*** Begin section ***

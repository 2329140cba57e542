//! # Validation Module
//!
//! Input validation utilities for Depot.
//!
//! ## Validation Strategy
//! ```text
//! ┌─────────────────────────────────────────────────────────────────────────┐
//! │                      Validation Layers                                  │
//! │                                                                         │
//! │  Layer 1: Caller (UI / API)                                            │
//! │  └── Basic format checks, immediate feedback                           │
//! │           │                                                             │
//! │           ▼                                                             │
//! │  Layer 2: THIS MODULE - business rule validation                       │
//! │  └── Every ValidationError rejects BEFORE any write                    │
//! │           │                                                             │
//! │           ▼                                                             │
//! │  Layer 3: Database (SQLite)                                            │
//! │  ├── NOT NULL / CHECK constraints (quantity >= 0, capacity > 0)        │
//! │  └── UNIQUE constraint on barcode                                      │
//! │                                                                         │
//! │  Defense in depth: multiple layers catch different errors              │
//! └─────────────────────────────────────────────────────────────────────────┘
//! ```

use crate::error::ValidationError;
use crate::types::NewProduct;
use crate::MAX_MUTATION_QUANTITY;

/// Result type for validation operations.
pub type ValidationResult<T> = Result<T, ValidationError>;

// =============================================================================
// String Validators
// =============================================================================

/// Validates a product barcode.
///
/// ## Rules
/// - Must not be empty
/// - Must be at most 64 characters
/// - Digits, letters, hyphens only (covers EAN/UPC and internal codes)
///
/// ## Example
/// ```rust
/// use depot_core::validation::validate_barcode;
///
/// assert!(validate_barcode("8850999001234").is_ok());
/// assert!(validate_barcode("").is_err());
/// ```
pub fn validate_barcode(barcode: &str) -> ValidationResult<()> {
    let barcode = barcode.trim();

    if barcode.is_empty() {
        return Err(ValidationError::Required {
            field: "barcode".to_string(),
        });
    }

    if barcode.len() > 64 {
        return Err(ValidationError::TooLong {
            field: "barcode".to_string(),
            max: 64,
        });
    }

    if !barcode
        .chars()
        .all(|c| c.is_ascii_alphanumeric() || c == '-')
    {
        return Err(ValidationError::InvalidFormat {
            field: "barcode".to_string(),
            reason: "must contain only letters, numbers, and hyphens".to_string(),
        });
    }

    Ok(())
}

/// Validates a product name.
///
/// ## Rules
/// - Must not be empty
/// - Must be at most 200 characters
pub fn validate_product_name(name: &str) -> ValidationResult<()> {
    let name = name.trim();

    if name.is_empty() {
        return Err(ValidationError::Required {
            field: "name".to_string(),
        });
    }

    if name.len() > 200 {
        return Err(ValidationError::TooLong {
            field: "name".to_string(),
            max: 200,
        });
    }

    Ok(())
}

// =============================================================================
// Numeric Validators
// =============================================================================

/// Validates a sale/adjustment quantity.
///
/// ## Rules
/// - Must be positive (> 0)
/// - Must not exceed MAX_MUTATION_QUANTITY
pub fn validate_sale_quantity(qty: i64) -> ValidationResult<()> {
    if qty <= 0 {
        return Err(ValidationError::MustBePositive {
            field: "quantity".to_string(),
        });
    }

    if qty > MAX_MUTATION_QUANTITY {
        return Err(ValidationError::OutOfRange {
            field: "quantity".to_string(),
            min: 1,
            max: MAX_MUTATION_QUANTITY,
        });
    }

    Ok(())
}

/// Validates a stock count (initial or patched quantity).
///
/// ## Rules
/// - Must be non-negative (>= 0); zero means out of stock
pub fn validate_stock_count(qty: i64) -> ValidationResult<()> {
    if qty < 0 {
        return Err(ValidationError::MustNotBeNegative {
            field: "quantity".to_string(),
        });
    }

    Ok(())
}

/// Validates a monetary amount in minor units.
///
/// ## Rules
/// - Must be non-negative (>= 0)
/// - Zero is allowed (free/zero-cost items)
pub fn validate_amount_cents(field: &str, cents: i64) -> ValidationResult<()> {
    if cents < 0 {
        return Err(ValidationError::MustNotBeNegative {
            field: field.to_string(),
        });
    }

    Ok(())
}

/// Validates a location capacity.
///
/// ## Rules
/// - Must be strictly positive
pub fn validate_capacity(capacity: i64) -> ValidationResult<()> {
    if capacity <= 0 {
        return Err(ValidationError::MustBePositive {
            field: "capacity".to_string(),
        });
    }

    Ok(())
}

/// Validates a low-stock threshold.
///
/// ## Rules
/// - Must be non-negative; zero alerts only on fully depleted stock
pub fn validate_threshold(threshold: i64) -> ValidationResult<()> {
    if threshold < 0 {
        return Err(ValidationError::MustNotBeNegative {
            field: "threshold".to_string(),
        });
    }

    Ok(())
}

// =============================================================================
// Composite Validators
// =============================================================================

/// Validates a complete new-product payload.
///
/// Runs every field rule; the first failure wins. Called by the ledger
/// before any write so malformed input never reaches storage.
pub fn validate_new_product(input: &NewProduct) -> ValidationResult<()> {
    validate_barcode(&input.barcode)?;
    validate_product_name(&input.name)?;
    validate_stock_count(input.quantity)?;
    validate_amount_cents("cost", input.cost_cents)?;
    validate_amount_cents("price", input.price_cents)?;
    Ok(())
}

// =============================================================================
// UUID Validators
// =============================================================================

/// Validates a UUID string format.
///
/// ## Example
/// ```rust
/// use depot_core::validation::validate_uuid;
///
/// assert!(validate_uuid("550e8400-e29b-41d4-a716-446655440000").is_ok());
/// assert!(validate_uuid("not-a-uuid").is_err());
/// ```
pub fn validate_uuid(id: &str) -> ValidationResult<()> {
    if id.trim().is_empty() {
        return Err(ValidationError::Required {
            field: "id".to_string(),
        });
    }

    uuid::Uuid::parse_str(id).map_err(|_| ValidationError::InvalidFormat {
        field: "id".to_string(),
        reason: "must be a valid UUID".to_string(),
    })?;

    Ok(())
}

// =============================================================================
// Unit Tests
// =============================================================================

#[cfg(test)]
mod tests {
    use super::*;

    fn sample_product() -> NewProduct {
        NewProduct {
            barcode: "8850999001234".to_string(),
            name: "Coke 330ml".to_string(),
            category_id: None,
            stock_location_id: None,
            quantity: 10,
            cost_cents: 900,
            price_cents: 1500,
        }
    }

    #[test]
    fn test_validate_barcode() {
        assert!(validate_barcode("8850999001234").is_ok());
        assert!(validate_barcode("SKU-001").is_ok());

        assert!(validate_barcode("").is_err());
        assert!(validate_barcode("   ").is_err());
        assert!(validate_barcode("has space").is_err());
        assert!(validate_barcode(&"9".repeat(100)).is_err());
    }

    #[test]
    fn test_validate_product_name() {
        assert!(validate_product_name("Coca-Cola 330ml").is_ok());
        assert!(validate_product_name("").is_err());
        assert!(validate_product_name(&"A".repeat(300)).is_err());
    }

    #[test]
    fn test_validate_sale_quantity() {
        assert!(validate_sale_quantity(1).is_ok());
        assert!(validate_sale_quantity(10_000).is_ok());
        assert!(validate_sale_quantity(MAX_MUTATION_QUANTITY).is_ok());

        assert!(validate_sale_quantity(0).is_err());
        assert!(validate_sale_quantity(-1).is_err());
        assert!(validate_sale_quantity(MAX_MUTATION_QUANTITY + 1).is_err());
    }

    #[test]
    fn test_validate_stock_count() {
        assert!(validate_stock_count(0).is_ok());
        assert!(validate_stock_count(500).is_ok());
        assert!(validate_stock_count(-1).is_err());
    }

    #[test]
    fn test_validate_amount_cents() {
        assert!(validate_amount_cents("price", 0).is_ok());
        assert!(validate_amount_cents("price", 1099).is_ok());
        assert!(validate_amount_cents("cost", -100).is_err());
    }

    #[test]
    fn test_validate_capacity() {
        assert!(validate_capacity(1).is_ok());
        assert!(validate_capacity(0).is_err());
        assert!(validate_capacity(-5).is_err());
    }

    #[test]
    fn test_validate_new_product() {
        assert!(validate_new_product(&sample_product()).is_ok());

        let mut bad = sample_product();
        bad.barcode = String::new();
        assert!(validate_new_product(&bad).is_err());

        let mut bad = sample_product();
        bad.quantity = -1;
        assert!(validate_new_product(&bad).is_err());

        let mut bad = sample_product();
        bad.price_cents = -1;
        assert!(validate_new_product(&bad).is_err());
    }

    #[test]
    fn test_validate_uuid() {
        assert!(validate_uuid("550e8400-e29b-41d4-a716-446655440000").is_ok());
        assert!(validate_uuid("").is_err());
        assert!(validate_uuid("not-a-uuid").is_err());
    }
}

*** End section ***

### Work instructions
Every line above in which the word "characters" occurs is to be copied.

### Your response
/// - Must be at most 64 characters
/// - Must be at most 200 characters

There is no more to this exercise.